Hatzi Vasiliki I, Karakosta Maria, Barszczewska Katarzyna, Karachristou Ioanna, Pantelias Gabriel, Terzoudi Georgia I
Laboratory of Health Physics, Radiobiology & Cytogenetics, Institute of Nuclear & Radiological Sciences & Technology, Energy & Safety, NCSR "Demokritos", Athens, Greece.
Laboratory of Health Physics, Radiobiology & Cytogenetics, Institute of Nuclear & Radiological Sciences & Technology, Energy & Safety, NCSR "Demokritos", Athens, Greece.
Mutat Res Genet Toxicol Environ Mutagen. 2015 Nov;793:71-8. doi: 10.1016/j.mrgentox.2015.08.002. Epub 2015 Aug 5.
The dual role of caffeine as a chromosomal damage inducer and G2/M-checkpoint abrogator is well known but it is observed mainly at relatively high concentrations. At low concentrations, caffeine enhances the cytogenetic effects of several carcinogens and its intake during pregnancy has been recently reported to cause adverse birth outcomes. Interestingly, a threshold below which this association is not apparent was not identified. Since chromosomal abnormalities and aneuploidy are the major genetic etiologies of spontaneous abortions and adverse birth outcomes, we re-evaluate here the effects of caffeine at the cytogenetic level and propose a model for the mechanisms involved. Our hypothesis is that low caffeine concentrations affect DNA replication and cause chromosomal aberrations and asymmetric cell divisions not easily detected at metaphase since damaged cells are delayed during their G2/M-phase transition and the low caffeine concentrations cannot abrogate the G2-checkpoint. To test this hypothesis, caffeine-induced chromatid breaks and micronuclei in peripheral blood lymphocytes (PBLs) were evaluated in vitro after low caffeine concentration exposures, followed by a short treatment with 4mM of caffeine to abrogate the G2-checkpoint. The results show a statistically significant increase in chromatid breaks at caffeine concentrations ≥1mM. When caffeine was applied for G2/M-checkpoint abrogation, a statistically significant increase in chromatid breaks, compared to an active checkpoint, was only observed at 4mM of caffeine. The potential of low concentrations to induce asymmetric cell divisions was tested by applying a methodology combining the cytochalasin-B mediated cytokinesis-block micronucleus assay (CBMN) with interphase FISH (iFISH), using selected centromeric probes. Interestingly, low caffeine concentrations induce a dose dependent aneuploidy through asymmetric cell divisions, which are caused by misalignment of chromosomes through a mechanism unrelated to the formation of chromatid breaks. The cytogenetic approach used, combining CBMN with iFISH, is proposed as a valuable tool to test chemically induced asymmetric cell divisions.

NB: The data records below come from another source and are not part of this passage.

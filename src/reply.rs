use std::borrow::Cow;
use std::fmt::Display;

/// An SMTP response: a three-digit code, an optional enhanced status code
/// (RFC 3463), and free-form text. [`Display`] renders the RFC 5321
/// multi-line convention: every line but the last is `CODE-text`, the last is
/// `CODE text`.
#[derive(Debug, Clone)]
pub struct Reply {
    code: u16,
    ecode: Option<EnhancedCode>,
    text: Cow<'static, str>,
}

impl Reply {
    pub fn new_checked<S: Into<Cow<'static, str>>>(
        code: u16,
        ecode: Option<EnhancedCode>,
        text: S,
    ) -> Option<Self> {
        let text = text.into();
        if !(200..600).contains(&code) || text.contains('\r') {
            return None;
        }
        Some(Reply { code, ecode, text })
    }

    pub fn new<S: Into<Cow<'static, str>>>(code: u16, ecode: Option<EnhancedCode>, text: S) -> Self {
        Self::new_checked(code, ecode, text).expect("invalid code or CR in reply text")
    }

    pub fn code(&self) -> u16 {
        self.code
    }

    // -- Generic successes ---------------------------------------------

    pub fn ok() -> Self {
        Self::new(250, None, "OK")
    }

    pub fn ok_with<S: Into<Cow<'static, str>>>(text: S) -> Self {
        Self::new(250, None, text)
    }

    pub fn help() -> Self {
        Self::new(214, None, "See RFC 5321")
    }

    pub fn goodbye() -> Self {
        Self::new(221, None, "Bye")
    }

    pub fn cannot_vrfy() -> Self {
        Self::new(252, None, "Cannot VRFY user, but will accept message and attempt delivery")
    }

    pub fn auth_succeeded() -> Self {
        Self::new(235, None, "Authentication succeeded")
    }

    pub fn start_mail_input() -> Self {
        Self::new(354, None, "Start mail input; end with <CRLF>.<CRLF>")
    }

    // -- Standard failure replies -----------------------------------------

    pub fn syntax_error() -> Self {
        Self::new(500, None, "Syntax error, command unrecognized")
    }

    pub fn param_syntax_error() -> Self {
        Self::new(501, None, "Syntax error in parameters or arguments")
    }

    pub fn not_implemented() -> Self {
        Self::new(502, None, "Command not implemented")
    }

    pub fn bad_sequence() -> Self {
        Self::new(503, None, "Bad sequence of commands")
    }

    pub fn no_mail_transaction() -> Self {
        Self::new(503, None, "No mail transaction in progress")
    }

    pub fn auth_mechanism_unknown() -> Self {
        Self::new(504, None, "Unrecognized authentication type")
    }

    pub fn auth_required() -> Self {
        Self::new(530, None, "Authentication required")
    }

    pub fn requiretls_without_tls() -> Self {
        Self::new(530, None, "REQUIRETLS not permitted on a non-TLS connection")
    }

    pub fn auth_failed() -> Self {
        Self::new(535, None, "Authentication credentials invalid")
    }

    pub fn starttls_required() -> Self {
        Self::new(538, None, "Must issue a STARTTLS command first")
    }

    pub fn policy_rejected<S: Into<Cow<'static, str>>>(text: S) -> Self {
        Self::new(550, None, text)
    }

    pub fn no_valid_recipients() -> Self {
        Self::new(554, None, "No valid recipients")
    }

    pub fn size_exceeded() -> Self {
        Self::new(552, None, "Message size exceeds fixed maximum message size")
    }

    pub fn connect_rejected<S: Into<Cow<'static, str>>>(text: S) -> Self {
        Self::new(554, None, text)
    }

    // -- Shutdown / admission --------------------------------------------

    pub fn shutting_down() -> Self {
        Self::new(421, None, "Server shutting down")
    }

    pub fn timed_out() -> Self {
        Self::new(421, None, "Timeout waiting for input")
    }

    pub fn too_many_clients() -> Self {
        Self::new(421, None, "Too many concurrent connections")
    }

    pub fn too_many_unrecognised() -> Self {
        Self::new(421, None, "Too many unrecognized commands")
    }

    pub fn too_many_unauthenticated() -> Self {
        Self::new(421, None, "Too many unauthenticated commands")
    }

    pub fn early_talker() -> Self {
        Self::new(421, None, "Protocol violation: client spoke before being spoken to")
    }
}

impl Display for Reply {
    fn fmt(&self, fmt: &mut std::fmt::Formatter<'_>) -> std::fmt::Result {
        let mut lines_iter = self.text.lines().peekable();

        loop {
            let line = match (lines_iter.next(), lines_iter.peek()) {
                (Some(line), Some(_)) => {
                    write!(fmt, "{}-", self.code)?;
                    line
                }
                (Some(line), None) => {
                    write!(fmt, "{} ", self.code)?;
                    line
                }
                (None, _) => break,
            };

            if let Some(ecode) = &self.ecode {
                write!(fmt, "{} ", ecode)?;
            }

            writeln!(fmt, "{}\r", line)?;
        }

        Ok(())
    }
}

/// RFC 3463 enhanced status code (`class.subject.detail`).
#[derive(Debug, Clone, Copy, PartialEq, Eq)]
pub struct EnhancedCode(pub u8, pub u16, pub u16);

impl Display for EnhancedCode {
    fn fmt(&self, fmt: &mut std::fmt::Formatter<'_>) -> std::fmt::Result {
        write!(fmt, "{}.{}.{}", self.0, self.1, self.2)
    }
}

#[cfg(test)]
mod tests {
    use super::*;

    #[test]
    fn single_line_reply_uses_space_separator() {
        let reply = Reply::ok();
        assert_eq!(reply.to_string(), "250 OK\r\n");
    }

    #[test]
    fn multiline_reply_uses_dash_then_space() {
        let reply = Reply::new(250, None, "hello\nPIPELINING\nSTARTTLS");
        assert_eq!(reply.to_string(), "250-hello\r\n250-PIPELINING\r\n250 STARTTLS\r\n");
    }

    #[test]
    fn rejects_cr_in_text() {
        assert!(Reply::new_checked(250, None, "bad\rtext").is_none());
    }

    #[test]
    fn rejects_out_of_range_code() {
        assert!(Reply::new_checked(199, None, "x").is_none());
        assert!(Reply::new_checked(600, None, "x").is_none());
    }

    #[test]
    fn enhanced_code_is_prefixed_per_line() {
        let reply = Reply::new(250, Some(EnhancedCode(2, 1, 0)), "OK");
        assert_eq!(reply.to_string(), "250 2.1.0 OK\r\n");
    }
}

咖啡因作为染色体损伤诱导剂和G2/M检查点消除剂的双重作用是众所周知的,但主要是在相对较高的浓度下观察到的。在低浓度时,咖啡因会增强几种致癌物的细胞遗传学效应,最近有报道称孕期摄入咖啡因会导致不良出生结局。有趣的是,尚未确定这种关联不明显的阈值。由于染色体异常和非整倍体是自然流产和不良出生结局的主要遗传病因,我们在此重新评估咖啡因在细胞遗传学水平上的作用,并提出所涉及机制的模型。我们的假设是,低浓度咖啡因会影响DNA复制并导致染色体畸变和不对称细胞分裂,由于受损细胞在G2/M期转换过程中延迟,且低浓度咖啡因无法消除G2检查点,因此在中期不易检测到。为了验证这一假设,在低浓度咖啡因暴露后,体外评估外周血淋巴细胞(PBL)中咖啡因诱导的染色单体断裂和微核,随后用4mM咖啡因进行短期处理以消除G2检查点。结果显示,咖啡因浓度≥1mM时,染色单体断裂有统计学意义的增加。当应用咖啡因消除G2/M检查点时,与活跃检查点相比,仅在4mM咖啡因时观察到染色单体断裂有统计学意义的增加。通过应用一种将细胞松弛素B介导的胞质分裂阻滞微核试验(CBMN)与间期荧光原位杂交(iFISH)相结合的方法,使用选定的着丝粒探针,测试了低浓度咖啡因诱导不对称细胞分裂的可能性。有趣的是,低浓度咖啡因通过不对称细胞分裂诱导剂量依赖性非整倍体,这种不对称细胞分裂是由染色体错位引起的,其机制与染色单体断裂的形成无关。所采用的将CBMN与iFISH相结合的细胞遗传学方法被认为是测试化学诱导的不对称细胞分裂的有价值工具。